Supporters of the current designation system may argue that the current scheme for designating investigative bodies, while cumbersome, provides much greater transparency and oversight than would a scheme that, for example, simply defined “investigative body” in PIPEDA and essentially allowed organizations to designate themselves as such unless the designation were successfully challenged. As well, they may argue, Privacy Impact Assessments submitted as part of the application process allow for a more open, transparent and robust approach for designation, even if the process may be lengthy. It also allows for a clear public listing of the organizations designated as investigative bodies.
One reform option might be to attempt to define “investigative body” in PIPEDA. Only bodies satisfying the definition would warrant the limited special status given to such bodies. By defining “investigative bodies” in PIPEDA, the requirement to confirm the status of the body through regulation could be repealed, since there would be a more direct means within PIPEDA to determine whether a body meets the criteria for an investigative body.
Another option might be to adopt the model in the Personal Information Protection Act (PIPA) of both British Columbia and Alberta. The Acts both define the term “investigation” and then allow collection, use and disclosure without consent for the purposes of an investigation. For example, the B.C. PIPA defines “investigation” as an investigation related to:
(a) a breach of an agreement,
(b) a contravention of an enactment of Canada or a province,
(c) a circumstance or conduct that may result in a remedy or relief being available under an enactment, under the common law or in equity,
(d) the prevention of fraud, or
(e) trading in a security as defined in section 1 of the Securities Act if the investigation is conducted by or on behalf of an organization recognized by the British Columbia Securities Commission to be appropriate for carrying out investigations of trading in securities,
if it is reasonable to believe that the breach, contravention, circumstance, conduct, fraud or improper trading practice in question may occur or may have occurred.
The B.C. PIPA allows collection without consent if “it is reasonable to expect that the collection with the consent of the individual would compromise the availability or the accuracy of the personal information and the collection is reasonable for an investigation or a proceeding.”
- Should provisions in PIPEDA relating to investigative bodies be changed? If so, in what way?
- Whether the provisions are changed or not, can the transparency and accountability relating to the activities of investigative bodies be further enhanced? What measures would accomplish this?

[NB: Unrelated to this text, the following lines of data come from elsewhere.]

//! Chunk hashing for cheap content pre-matching.
//!
//! Rather than hashing whole files, the pipeline hashes only the first or
//! last N bytes (4 KiB by default); two files whose chunks collide still go
//! through a full comparison when content matching is on, so a fast
//! non-cryptographic 64-bit hash (XXH3) is exactly enough.

use std::fs::File;
use std::io::{self, Seek, SeekFrom};
use std::path::{Path, PathBuf};

use xxhash_rust::xxh3::xxh3_64;

use crate::compare::read_fill;

/// Errors raised while hashing a file chunk.
#[derive(thiserror::Error, Debug)]
pub enum HashError {
    /// The file disappeared between discovery and hashing.
    #[error("file not found: {0}")]
    NotFound(PathBuf),

    /// Permission was denied when reading the file.
    #[error("permission denied: {0}")]
    PermissionDenied(PathBuf),

    /// Any other I/O failure, including reads cut short by concurrent
    /// truncation.
    #[error("I/O error for {path}: {source}")]
    Io {
        /// Path where the error occurred
        path: PathBuf,
        /// The underlying I/O error
        #[source]
        source: io::Error,
    },
}

impl HashError {
    fn from_io(path: &Path, error: io::Error) -> Self {
        match error.kind() {
            io::ErrorKind::NotFound => HashError::NotFound(path.to_path_buf()),
            io::ErrorKind::PermissionDenied => HashError::PermissionDenied(path.to_path_buf()),
            _ => HashError::Io {
                path: path.to_path_buf(),
                source: error,
            },
        }
    }
}

/// Hash up to `byte_count` bytes from the start or end of the file.
///
/// `file_size` is the size observed at discovery; chunks are clamped to it,
/// so files smaller than `byte_count` hash their whole content. A read that
/// produces fewer bytes than the clamp promises is an error.
pub fn hash_file_chunk(
    path: &Path,
    file_size: u64,
    byte_count: u64,
    from_start: bool,
) -> Result<u64, HashError> {
    let count = byte_count.min(file_size);

    let mut file = File::open(path).map_err(|e| HashError::from_io(path, e))?;
    if !from_start {
        file.seek(SeekFrom::End(-(count as i64)))
            .map_err(|e| HashError::from_io(path, e))?;
    }

    let mut buffer = vec![0u8; count as usize];
    let filled = read_fill(&mut file, &mut buffer).map_err(|e| HashError::from_io(path, e))?;
    if (filled as u64) < count {
        return Err(HashError::Io {
            path: path.to_path_buf(),
            source: io::Error::new(
                io::ErrorKind::UnexpectedEof,
                format!("expected {count} bytes, got {filled}"),
            ),
        });
    }

    Ok(xxh3_64(&buffer))
}

#[cfg(test)]
mod tests {
    use super::*;
    use std::fs;
    use tempfile::TempDir;

    fn write_file(dir: &TempDir, name: &str, content: &[u8]) -> PathBuf {
        let path = dir.path().join(name);
        fs::write(&path, content).unwrap();
        path
    }

    #[test]
    fn test_hash_is_deterministic() {
        let dir = TempDir::new().unwrap();
        let path = write_file(&dir, "f", b"some stable content");
        let size = 19;

        let first = hash_file_chunk(&path, size, 4096, true).unwrap();
        let second = hash_file_chunk(&path, size, 4096, true).unwrap();
        assert_eq!(first, second);
    }

    #[test]
    fn test_first_and_last_chunks_differ_for_asymmetric_files() {
        let dir = TempDir::new().unwrap();
        let mut content = vec![0u8; 8192];
        content[8191] = 1;
        let path = write_file(&dir, "f", &content);

        let head = hash_file_chunk(&path, 8192, 4096, true).unwrap();
        let tail = hash_file_chunk(&path, 8192, 4096, false).unwrap();
        assert_ne!(head, tail);
    }

    #[test]
    fn test_chunk_clamped_to_file_size() {
        let dir = TempDir::new().unwrap();
        let path = write_file(&dir, "f", b"tiny");

        // Requesting more than the file holds hashes the whole file, from
        // either end.
        let head = hash_file_chunk(&path, 4, 4096, true).unwrap();
        let tail = hash_file_chunk(&path, 4, 4096, false).unwrap();
        assert_eq!(head, tail);
        assert_eq!(head, xxh3_64(b"tiny"));
    }

    #[test]
    fn test_equal_prefixes_collide() {
        let dir = TempDir::new().unwrap();
        let a = write_file(&dir, "a", b"shared-prefix-AAAA");
        let b = write_file(&dir, "b", b"shared-prefix-BBBB");

        let ha = hash_file_chunk(&a, 18, 13, true).unwrap();
        let hb = hash_file_chunk(&b, 18, 13, true).unwrap();
        assert_eq!(ha, hb);
    }

    #[test]
    fn test_missing_file_reports_not_found() {
        let dir = TempDir::new().unwrap();
        let missing = dir.path().join("missing");
        assert!(matches!(
            hash_file_chunk(&missing, 100, 4096, true),
            Err(HashError::NotFound(_))
        ));
    }

    #[test]
    fn test_truncated_file_is_an_error() {
        let dir = TempDir::new().unwrap();
        let path = write_file(&dir, "f", b"xy");
        // Discovery saw 100 bytes, the file now has 2.
        assert!(matches!(
            hash_file_chunk(&path, 100, 4096, true),
            Err(HashError::Io { .. })
        ));
    }
}
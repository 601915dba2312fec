//! Work queue for self-producing tree traversal.
//!
//! Directory traversal is peculiar: the workers that consume directories are
//! the same workers that discover and enqueue subdirectories. An empty queue
//! therefore does not mean the traversal is over; it is only over once every
//! worker is simultaneously blocked waiting for work. [`TreeQueue`] encodes
//! that termination condition directly: it counts waiting workers and, when
//! all of them are idle at once, latches a terminal `drained` state that
//! makes every subsequent `pop` return `None`.
//!
//! The queue must be constructed with the exact number of worker threads
//! that will call [`TreeQueue::pop`], and at least one item should be pushed
//! before the first pop (otherwise the workers correctly conclude there is
//! nothing to do).

use std::collections::VecDeque;
use std::sync::atomic::{AtomicBool, Ordering};
use std::sync::{Condvar, Mutex};

use super::CANCEL_POLL_INTERVAL;

/// Blocking work queue that knows when a traversal forest is exhausted.
#[derive(Debug)]
pub struct TreeQueue<T> {
    state: Mutex<State<T>>,
    cv: Condvar,
    workers: usize,
}

#[derive(Debug)]
struct State<T> {
    tasks: VecDeque<T>,
    waiting: usize,
    drained: bool,
}

impl<T> TreeQueue<T> {
    /// Create a queue for exactly `workers` consumer threads.
    ///
    /// # Panics
    ///
    /// Panics if `workers` is zero; the idle-quiescence protocol is
    /// meaningless without consumers.
    #[must_use]
    pub fn new(workers: usize) -> Self {
        assert!(workers > 0, "TreeQueue requires at least one worker");
        Self {
            state: Mutex::new(State {
                tasks: VecDeque::new(),
                waiting: 0,
                drained: false,
            }),
            cv: Condvar::new(),
            workers,
        }
    }

    /// Enqueue an item and wake one waiting worker.
    pub fn push(&self, item: T) {
        {
            let mut state = self.state.lock().unwrap();
            state.tasks.push_back(item);
        }
        self.cv.notify_one();
    }

    /// Block until an item is available, the forest is exhausted, or the
    /// run is cancelled.
    ///
    /// Returns `None` once all `workers` threads are simultaneously waiting
    /// with no queued work (the terminal drained state), or when `cancel`
    /// is observed.
    pub fn pop(&self, cancel: &AtomicBool) -> Option<T> {
        let mut state = self.state.lock().unwrap();

        state.waiting += 1;
        if state.waiting >= self.workers {
            state.drained = true;
            self.cv.notify_all();
        }

        while state.tasks.is_empty() && !state.drained && !cancel.load(Ordering::SeqCst) {
            let (guard, _) = self.cv.wait_timeout(state, CANCEL_POLL_INTERVAL).unwrap();
            state = guard;
        }
        state.waiting -= 1;

        if cancel.load(Ordering::SeqCst) {
            return None;
        }
        state.tasks.pop_front()
    }
}
//! Process exit codes.

/// Exit codes reported by the `dupehunt` binary.
///
/// - 0: the run completed (finding nothing is still success)
/// - 1: configuration error or fatal runtime error
/// - 130: interrupted by Ctrl+C (128 + SIGINT)
///
/// Per-file I/O errors are logged and never change the exit code.
#[derive(Debug, Clone, Copy, PartialEq, Eq)]
pub enum ExitCode {
    /// The run completed normally.
    Success = 0,
    /// Invalid configuration or a fatal runtime failure.
    Error = 1,
    /// The run was interrupted by the user.
    Interrupted = 130,
}

impl ExitCode {
    /// The numeric process exit code.
    #[must_use]
    pub fn as_i32(self) -> i32 {
        self as i32
    }
}
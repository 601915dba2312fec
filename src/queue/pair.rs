//! Pairing queue with a busy-left-side discipline.
//!
//! [`PairQueue`] collects keyed records and materializes every unordered
//! pair of records that share a key, handing those pairs to comparison
//! workers. Two rules shape its `pop`:
//!
//! - a pair is only issued when neither of its sides is currently part of
//!   an in-flight comparison, so a worker may keep per-file state (an open
//!   handle, a warm buffer) across consecutive pairs with the same left
//!   side;
//! - distinct left sides are issued concurrently.
//!
//! The queue doubles as the final grouping store: when no byte-level
//! comparison is requested, [`PairQueue::build_grouped_list`] derives the
//! result groups directly from the keyed store.

use std::collections::{HashMap, HashSet, VecDeque};
use std::hash::Hash;
use std::sync::atomic::{AtomicBool, Ordering};
use std::sync::{Condvar, Mutex};

use crate::groups::GroupId;

use super::CANCEL_POLL_INTERVAL;

/// Queue of same-key record pairs, and the grouping store of last resort.
#[derive(Debug)]
pub struct PairQueue<K, T> {
    state: Mutex<State<K, T>>,
    cv: Condvar,
}

#[derive(Debug)]
struct State<K, T> {
    by_key: HashMap<K, Vec<T>>,
    pool: Vec<T>,
    pairs: VecDeque<(T, T)>,
    busy_left: HashSet<T>,
    finished: bool,
    // Every queued pair currently touches an in-flight left side; pops must
    // wait for a set_processed before rescanning.
    busy: bool,
}

impl<K, T> Default for PairQueue<K, T>
where
    K: Eq + Hash,
    T: Clone + Eq + Hash,
{
    fn default() -> Self {
        Self::new()
    }
}

impl<K, T> PairQueue<K, T>
where
    K: Eq + Hash,
    T: Clone + Eq + Hash,
{
    #[must_use]
    pub fn new() -> Self {
        Self {
            state: Mutex::new(State {
                by_key: HashMap::new(),
                pool: Vec::new(),
                pairs: VecDeque::new(),
                busy_left: HashSet::new(),
                finished: false,
                busy: false,
            }),
            cv: Condvar::new(),
        }
    }

    /// Store `value` under `key` and, unless `just_collect` is set, enqueue
    /// one pair against every record previously stored under the same key.
    pub fn push(&self, key: K, value: T, just_collect: bool) {
        {
            let mut state = self.state.lock().unwrap();
            if !just_collect {
                if let Some(existing) = state.by_key.get(&key) {
                    let new_pairs: Vec<(T, T)> = existing
                        .iter()
                        .map(|prior| (value.clone(), prior.clone()))
                        .collect();
                    state.pairs.extend(new_pairs);
                }
            }
            state.by_key.entry(key).or_default().push(value);
            state.busy = false;
        }
        self.cv.notify_one();
    }

    /// Pair `value` with every record in the untyped pool, then pool it.
    pub fn push_passthrough(&self, value: T) {
        {
            let mut state = self.state.lock().unwrap();
            let new_pairs: Vec<(T, T)> = state
                .pool
                .iter()
                .map(|prior| (value.clone(), prior.clone()))
                .collect();
            state.pairs.extend(new_pairs);
            state.pool.push(value);
            state.busy = false;
        }
        self.cv.notify_one();
    }

    /// Block until an eligible pair can be issued.
    ///
    /// Pairs are issued FIFO, skipping any whose left or right side is part
    /// of an in-flight comparison. The returned pair's left side joins the
    /// busy set; the consumer must hand the pair back via
    /// [`PairQueue::set_processed`]. Returns `None` once finished and
    /// drained, or on cancellation.
    pub fn pop(&self, cancel: &AtomicBool) -> Option<(T, T)> {
        let mut state = self.state.lock().unwrap();
        loop {
            while state.busy
                || (state.pairs.is_empty() && !state.finished && !cancel.load(Ordering::SeqCst))
            {
                if cancel.load(Ordering::SeqCst) {
                    return None;
                }
                let (guard, _) = self.cv.wait_timeout(state, CANCEL_POLL_INTERVAL).unwrap();
                state = guard;
            }

            if cancel.load(Ordering::SeqCst) || state.pairs.is_empty() {
                return None;
            }

            let eligible = state
                .pairs
                .iter()
                .position(|(a, b)| !state.busy_left.contains(a) && !state.busy_left.contains(b));

            match eligible {
                Some(index) => {
                    let pair = state.pairs.remove(index).unwrap();
                    state.busy_left.insert(pair.0.clone());
                    return Some(pair);
                }
                None => {
                    state.busy = true;
                }
            }
        }
    }

    /// Release the pair's left side and let blocked pops rescan the queue.
    pub fn set_processed(&self, pair: &(T, T)) {
        {
            let mut state = self.state.lock().unwrap();
            state.busy_left.remove(&pair.0);
            state.busy = false;
        }
        self.cv.notify_all();
    }

    /// Mark end-of-input. Must be called exactly once, after every producer
    /// has terminated.
    pub fn set_finished(&self) {
        {
            let mut state = self.state.lock().unwrap();
            state.finished = true;
        }
        self.cv.notify_all();
    }

    /// Derive the final grouping from the keyed store: one fresh group id
    /// per distinct key. Includes singleton groups; callers filter them.
    #[must_use]
    pub fn build_grouped_list(&self) -> HashMap<GroupId, Vec<T>> {
        let state = self.state.lock().unwrap();
        let mut grouped = HashMap::new();
        let mut next_id: GroupId = 0;
        for members in state.by_key.values() {
            grouped.insert(next_id, members.clone());
            next_id += 1;
        }
        grouped
    }
}
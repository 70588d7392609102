//! `SQLite`-backed key-value store

use super::KeyValueStore;
use crate::error::Result;
use rusqlite::{params, Connection, OptionalExtension};
use std::path::Path;

/// Durable key-value store backed by a single-table `SQLite` database
pub struct SqliteStore {
    conn: Connection,
}

impl SqliteStore {
    /// Open a store at the given path, creating the file and any missing
    /// parent directories
    pub fn open(path: impl AsRef<Path>) -> Result<Self> {
        let path = path.as_ref();
        if let Some(parent) = path.parent() {
            if !parent.as_os_str().is_empty() {
                std::fs::create_dir_all(parent)?;
            }
        }
        let conn = Connection::open(path)?;
        Self::configure(&conn)?;
        Ok(Self { conn })
    }

    /// Open an in-memory store (useful for testing)
    pub fn open_in_memory() -> Result<Self> {
        let conn = Connection::open_in_memory()?;
        Self::configure(&conn)?;
        Ok(Self { conn })
    }

    fn configure(conn: &Connection) -> Result<()> {
        conn.execute_batch(
            "PRAGMA journal_mode = WAL;
             PRAGMA synchronous = NORMAL;
             CREATE TABLE IF NOT EXISTS kv (
                 key TEXT PRIMARY KEY,
                 value TEXT NOT NULL
             );",
        )?;
        Ok(())
    }
}

impl KeyValueStore for SqliteStore {
    fn get(&self, key: &str) -> Result<Option<String>> {
        let value = self
            .conn
            .query_row(
                "SELECT value FROM kv WHERE key = ?",
                params![key],
                |row| row.get(0),
            )
            .optional()?;
        Ok(value)
    }

    fn set(&mut self, key: &str, value: &str) -> Result<()> {
        self.conn.execute(
            "INSERT OR REPLACE INTO kv (key, value) VALUES (?, ?)",
            params![key, value],
        )?;
        Ok(())
    }
}
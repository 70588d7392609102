use std::fs;
use std::path::{Path, PathBuf};

use quill_core::export::{export_file_name, render_pdf_export, render_text_export, ExportFormat};

use crate::commands::common::{open_notebook, resolve_note_id};
use crate::error::CliError;

pub fn run_export(
    id: &str,
    format: ExportFormat,
    output: Option<&Path>,
    db_path: &Path,
) -> Result<(), CliError> {
    let notebook = open_notebook(db_path)?;
    let note_id = resolve_note_id(&notebook, id)?;
    let note = notebook
        .note(note_id)
        .ok_or_else(|| CliError::NoteNotFound(id.trim().to_string()))?;
    let bytes = match format {
        ExportFormat::Text => render_text_export(note).into_bytes(),
        ExportFormat::Pdf => render_pdf_export(note)?,
    };
    let path = output.map_or_else(
        || PathBuf::from(export_file_name(&note.title, format)),
        Path::to_path_buf,
    );
    fs::write(&path, bytes)?;
    println!("{}", path.display());
    Ok(())
}
use std::fs;
use std::path::Path;

use clap::CommandFactory;
use clap_complete::aot::Generator;
use clap_complete::{generate, shells};

use crate::cli::{Cli, CompletionShell};
use crate::error::CliError;

pub fn run_completions(shell: CompletionShell, output: Option<&Path>) -> Result<(), CliError> {
    let mut command = Cli::command();
    let mut buffer: Vec<u8> = Vec::new();
    match shell {
        CompletionShell::Bash => generate_for_shell(shells::Bash, &mut command, &mut buffer),
        CompletionShell::Zsh => generate_for_shell(shells::Zsh, &mut command, &mut buffer),
        CompletionShell::Fish => generate_for_shell(shells::Fish, &mut command, &mut buffer),
    }
    match output {
        Some(path) => {
            fs::write(path, &buffer)?;
            println!("{}", path.display());
        }
        None => {
            print!("{}", String::from_utf8_lossy(&buffer));
        }
    }
    Ok(())
}

fn generate_for_shell<G: Generator>(
    generator: G,
    command: &mut clap::Command,
    buffer: &mut Vec<u8>,
) {
    let name = command.get_name().to_string();
    generate(generator, command, name, buffer);
}
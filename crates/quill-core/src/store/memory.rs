//! In-memory key-value store

use super::KeyValueStore;
use crate::error::Result;
use std::collections::HashMap;

/// Ephemeral store holding values in a map; useful for testing
#[derive(Debug, Clone, Default)]
pub struct MemoryStore {
    values: HashMap<String, String>,
}

impl MemoryStore {
    /// Create an empty store
    #[must_use]
    pub fn new() -> Self {
        Self::default()
    }
}

impl KeyValueStore for MemoryStore {
    fn get(&self, key: &str) -> Result<Option<String>> {
        Ok(self.values.get(key).cloned())
    }

    fn set(&mut self, key: &str, value: &str) -> Result<()> {
        self.values.insert(key.to_string(), value.to_string());
        Ok(())
    }
}

#[cfg(test)]
mod tests {
    use super::*;

    #[test]
    fn test_absent_key_is_none() {
        let store = MemoryStore::new();
        assert_eq!(store.get("notes").unwrap(), None);
    }

    #[test]
    fn test_set_then_get() {
        let mut store = MemoryStore::new();
        store.set("notes", "[]").unwrap();
        assert_eq!(store.get("notes").unwrap().as_deref(), Some("[]"));
    }
}
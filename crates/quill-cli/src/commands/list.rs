use std::path::Path;

use quill_core::filter::filter_notes;

use crate::commands::common::{
    build_filter, format_note_lines, note_to_list_item, open_notebook, NoteListItem,
};
use crate::error::CliError;

pub fn run_list(
    category: Option<&str>,
    tags: &[String],
    search: Option<&str>,
    as_json: bool,
    db_path: &Path,
) -> Result<(), CliError> {
    let notebook = open_notebook(db_path)?;
    let filter = build_filter(&notebook, category, tags, search)?;
    let notes = filter_notes(notebook.notes(), &filter);
    if as_json {
        let items: Vec<NoteListItem> = notes
            .into_iter()
            .map(|note| note_to_list_item(&notebook, note))
            .collect();
        println!("{}", serde_json::to_string_pretty(&items)?);
    } else {
        for line in format_note_lines(&notes) {
            println!("{line}");
        }
    }
    Ok(())
}
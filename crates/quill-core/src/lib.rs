//! Core library for Quill - models, storage, filtering, and export
//!
//! State lives in memory as flat category and note collections and persists
//! as JSON blobs in a key-value store. The [`notebook::Notebook`] repository
//! owns both and writes through on every mutation; [`filter`] derives the
//! list views; [`export`] renders notes as plain text or PDF.

pub mod error;
pub mod export;
pub mod filter;
pub mod migrate;
pub mod models;
pub mod notebook;
pub mod store;

pub use error::{Error, Result};
pub use notebook::{MoveTarget, Notebook};
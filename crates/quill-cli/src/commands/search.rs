use std::path::Path;

use crate::commands::common::normalize_search_query;
use crate::commands::list;
use crate::error::CliError;

pub fn run_search(
    query: &str,
    category: Option<&str>,
    tags: &[String],
    as_json: bool,
    db_path: &Path,
) -> Result<(), CliError> {
    let query = normalize_search_query(query)?;
    list::run_list(category, tags, Some(&query), as_json, db_path)
}
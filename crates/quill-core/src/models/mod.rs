//! Data models for Quill

mod category;
mod note;
mod template;

pub use category::{Category, CategoryId};
pub use note::{normalize_tag, normalize_tags, Note, NoteId, Status};
pub use template::Template;
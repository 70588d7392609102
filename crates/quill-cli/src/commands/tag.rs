use std::path::Path;

use serde::Serialize;

use quill_core::filter::collect_tags;

use crate::commands::common::{open_notebook, resolve_note_id};
use crate::error::CliError;

pub fn run_add(id: &str, tag: &str, db_path: &Path) -> Result<(), CliError> {
    let mut notebook = open_notebook(db_path)?;
    let note_id = resolve_note_id(&notebook, id)?;
    notebook.add_tag(note_id, tag)?;
    println!("{note_id}");
    Ok(())
}

pub fn run_remove(id: &str, tag: &str, db_path: &Path) -> Result<(), CliError> {
    let mut notebook = open_notebook(db_path)?;
    let note_id = resolve_note_id(&notebook, id)?;
    notebook.remove_tag(note_id, tag)?;
    println!("{note_id}");
    Ok(())
}

#[derive(Debug, Serialize)]
pub struct TagListItem {
    pub name: String,
    pub notes: usize,
}

pub fn run_list(as_json: bool, db_path: &Path) -> Result<(), CliError> {
    let notebook = open_notebook(db_path)?;
    let items: Vec<TagListItem> = collect_tags(notebook.notes())
        .into_iter()
        .map(|(name, notes)| TagListItem { name, notes })
        .collect();
    if as_json {
        println!("{}", serde_json::to_string_pretty(&items)?);
    } else {
        for item in &items {
            println!("{:<20}  {} note(s)", item.name, item.notes);
        }
    }
    Ok(())
}
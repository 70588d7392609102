use std::path::Path;

use crate::commands::common::{open_notebook, resolve_note_id};
use crate::error::CliError;

pub fn run_delete(id: &str, db_path: &Path) -> Result<(), CliError> {
    let mut notebook = open_notebook(db_path)?;
    let note_id = resolve_note_id(&notebook, id)?;
    notebook.delete_note(note_id)?;
    println!("{note_id}");
    Ok(())
}
pub mod add;
pub mod category;
pub mod common;
pub mod completions;
pub mod delete;
pub mod edit;
pub mod export;
pub mod list;
pub mod move_cmd;
pub mod search;
pub mod share;
pub mod show;
pub mod tag;
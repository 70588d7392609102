//! Note templates
//!
//! Named presets that seed a new note's title and content.

/// A starting-point preset for new notes
#[derive(Debug, Clone, Copy, PartialEq, Eq, Hash)]
pub enum Template {
    Academic,
    Work,
    Personal,
}

impl Template {
    /// All available templates
    pub const ALL: [Self; 3] = [Self::Academic, Self::Work, Self::Personal];

    /// Template key as used on the command line
    #[must_use]
    pub const fn name(self) -> &'static str {
        match self {
            Self::Academic => "academic",
            Self::Work => "work",
            Self::Personal => "personal",
        }
    }

    /// Seed title for notes created from this template
    #[must_use]
    pub const fn title(self) -> &'static str {
        match self {
            Self::Academic => "Academic Notes",
            Self::Work => "Work Notes",
            Self::Personal => "Personal Notes",
        }
    }

    /// Seed content for notes created from this template
    #[must_use]
    pub const fn content(self) -> &'static str {
        match self {
            Self::Academic => "## Topic\n\n## Key Concepts\n\n## Summary\n\n## References",
            Self::Work => "## Project\n\n## Tasks\n\n## Deadlines\n\n## Action Items",
            Self::Personal => "## Date\n\n## Thoughts\n\n## Goals\n\n## Reflections",
        }
    }
}
use std::io;

use thiserror::Error;

#[derive(Debug, Error)]
pub enum CliError {
    #[error(transparent)]
    Core(#[from] quill_core::Error),

    #[error(transparent)]
    Io(#[from] io::Error),

    #[error(transparent)]
    Serialization(#[from] serde_json::Error),

    #[error("No note content provided")]
    EmptyContent,

    #[error("Edited note content cannot be empty")]
    EmptyEditedContent,

    #[error("Note ID cannot be empty")]
    EmptyNoteId,

    #[error("Search query cannot be empty")]
    EmptySearchQuery,

    #[error("Category cannot be empty")]
    EmptyCategory,

    #[error("Note not found for ID or prefix: {0}")]
    NoteNotFound(String),

    #[error("{0}")]
    AmbiguousNoteId(String),

    #[error("Category not found: {0}")]
    CategoryNotFound(String),

    #[error("{0}")]
    AmbiguousCategory(String),

    #[error("Invalid due date '{0}'; expected YYYY-MM-DD")]
    InvalidDueDate(String),

    #[error("Pass --before or --after to pick the move target")]
    MoveTargetRequired,

    #[error("Editor command failed: {0}")]
    EditorFailed(String),

    #[error("Sharing is not supported here; set QUILL_SHARE_CMD to a handler command")]
    ShareUnsupported,

    #[error("Share command failed: {0}")]
    ShareFailed(String),
}
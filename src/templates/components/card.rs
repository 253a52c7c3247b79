use crate::dashboard::{MoveInTag, PropertyCard};
use crate::domain::category::Category;
use maud::{html, Markup};

pub fn card(title: &str, body: Markup) -> Markup {
    html! {
        article class="card" {
            h3 { (title) }
            (body)
        }
    }
}

pub fn stat_tile(label: &str, value: u32, accent: &str) -> Markup {
    html! {
        div class="tile" style=(format!("--accent: {accent}")) {
            div class="label" { (label) }
            div class="value" { (value) "件" }
        }
    }
}

fn tag(t: &MoveInTag) -> Markup {
    let flagged = t.category == Category::Flagged;
    html! {
        span.tag.flagged[flagged] style=(format!("background: {}", t.color)) {
            (t.label) ": " (t.count) "件"
        }
    }
}

pub fn property_card(property: &PropertyCard) -> Markup {
    card(
        &property.name,
        html! {
            @if property.success {
                p { "物件数: " strong { (property.count) "件" } }
                @if property.tags.is_empty() {
                    p { "入居時期データなし" }
                } @else {
                    div class="tags" {
                        @for t in &property.tags { (tag(t)) }
                    }
                }
            } @else {
                p class="error" { "取得失敗: " (property.error.as_deref().unwrap_or("unknown error")) }
            }
            p { a href=(property.url) target="_blank" rel="noopener" { "SUUMOで見る" } }
        },
    )
}
mod parse;
mod scraper;
mod scraper_error;

pub use parse::{parse_count, parse_move_in_dates};
pub use scraper::{RetryPolicy, Scraper, SuumoScraper};
pub use scraper_error::ScraperError;
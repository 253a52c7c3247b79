// src/mailer.rs

use reqwest::blocking::Client;
use serde::Serialize;
use std::error::Error;
use std::fmt;
use tracing::info;

const BREVO_ENDPOINT: &str = "https://api.brevo.com/v3/smtp/email";

#[derive(Debug)]
pub enum MailerError {
    NotConfigured(String),
    RequestFailed(String),
    ApiError(String),
}

impl fmt::Display for MailerError {
    fn fmt(&self, f: &mut fmt::Formatter<'_>) -> fmt::Result {
        match self {
            MailerError::NotConfigured(msg) => write!(f, "Mailer not configured: {}", msg),
            MailerError::RequestFailed(msg) => write!(f, "Request failed: {}", msg),
            MailerError::ApiError(msg) => write!(f, "API error: {}", msg),
        }
    }
}

impl Error for MailerError {}

/// Delivers an already-rendered plain-text message.
/// Whether to send at all is decided before this is called.
pub trait Notifier {
    fn send(&self, recipient: &str, subject: &str, body: &str) -> Result<(), MailerError>;
}

pub struct BrevoMailer {
    api_key: String,
    sender_email: String,
    sender_name: String,
    client: Client,
}

#[derive(Serialize)]
struct BrevoSender<'a> {
    name: &'a str,
    email: &'a str,
}

#[derive(Serialize)]
struct BrevoRecipient<'a> {
    email: &'a str,
}

#[derive(Serialize)]
#[serde(rename_all = "camelCase")]
struct BrevoPayload<'a> {
    sender: BrevoSender<'a>,
    to: Vec<BrevoRecipient<'a>>,
    subject: &'a str,
    text_content: &'a str,
}

impl BrevoMailer {
    pub fn new(api_key: String, sender_email: String, sender_name: String) -> Self {
        Self {
            api_key,
            sender_email,
            sender_name,
            client: Client::new(),
        }
    }

    fn payload<'a>(&'a self, recipient: &'a str, subject: &'a str, body: &'a str) -> BrevoPayload<'a> {
        BrevoPayload {
            sender: BrevoSender {
                name: &self.sender_name,
                email: &self.sender_email,
            },
            to: vec![BrevoRecipient { email: recipient }],
            subject,
            text_content: body,
        }
    }
}

impl Notifier for BrevoMailer {
    fn send(&self, recipient: &str, subject: &str, body: &str) -> Result<(), MailerError> {
        let resp = self
            .client
            .post(BREVO_ENDPOINT)
            .header("api-key", &self.api_key)
            .header("Content-Type", "application/json")
            .json(&self.payload(recipient, subject, body))
            .send()
            .map_err(|e| MailerError::RequestFailed(e.to_string()))?;

        if !resp.status().is_success() {
            let status = resp.status();
            let error_body = resp.text().unwrap_or_else(|_| "(no body)".to_string());
            return Err(MailerError::ApiError(format!("{} - {}", status, error_body)));
        }

        info!("📧 Mail sent to {recipient}");
        Ok(())
    }
}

d. Attempted Collection without Consent
PIPEDA applies to the actual collection, use and disclosure of personal information. However, there appears to be a gap in the law relating to attempts to collect personal information without consent. For example, a 2006 decision of the Federal Court of AppealFootnote 2 concluded that PIPEDA does not expressly prohibit attempts to collect personal information. PIPEDA does not apply, for example, to an attempt to collect information through video or audio surveillance with equipment that failed to work, or to an unsuccessful attempt by a bank employee to obtain information from a customer that the bank had no authority in law to acquire. Based on this reasoning, PIPEDA would not likely apply either to attempts to use or disclose information, when such attempts fail.
Even if, for example, an attempt to collect personal information fails, perhaps the type of collection of personal information that the organization was attempting – through secret surveillance or deceptive practices that – should entail consequences under privacy legislation for the organization making the attempt.
There is a precedent in Canadian privacy law for dealing with attempted collection. Section 59(1) of Alberta’s Personal Information Protection Act (PIPA) generally makes it an offence to wilfully attempt to gain or gain access to personal information in contravention of the Act.
Some may argue that including attempted collection in PIPEDA could give the complainant a right to have the Federal Court hear the complaint, make a binding order and even award damages. Section 16 permits the Court to grant a range of remedies, including an order to the organization to correct its practices and publish a notice of any action taken or proposed to be taken to correct its practices. The Court may also award damages to the complainant, including damages for any humiliation that the complainant has suffered.
- Should PIPEDA be amended to regulate willful attempts to collect personal information without consent?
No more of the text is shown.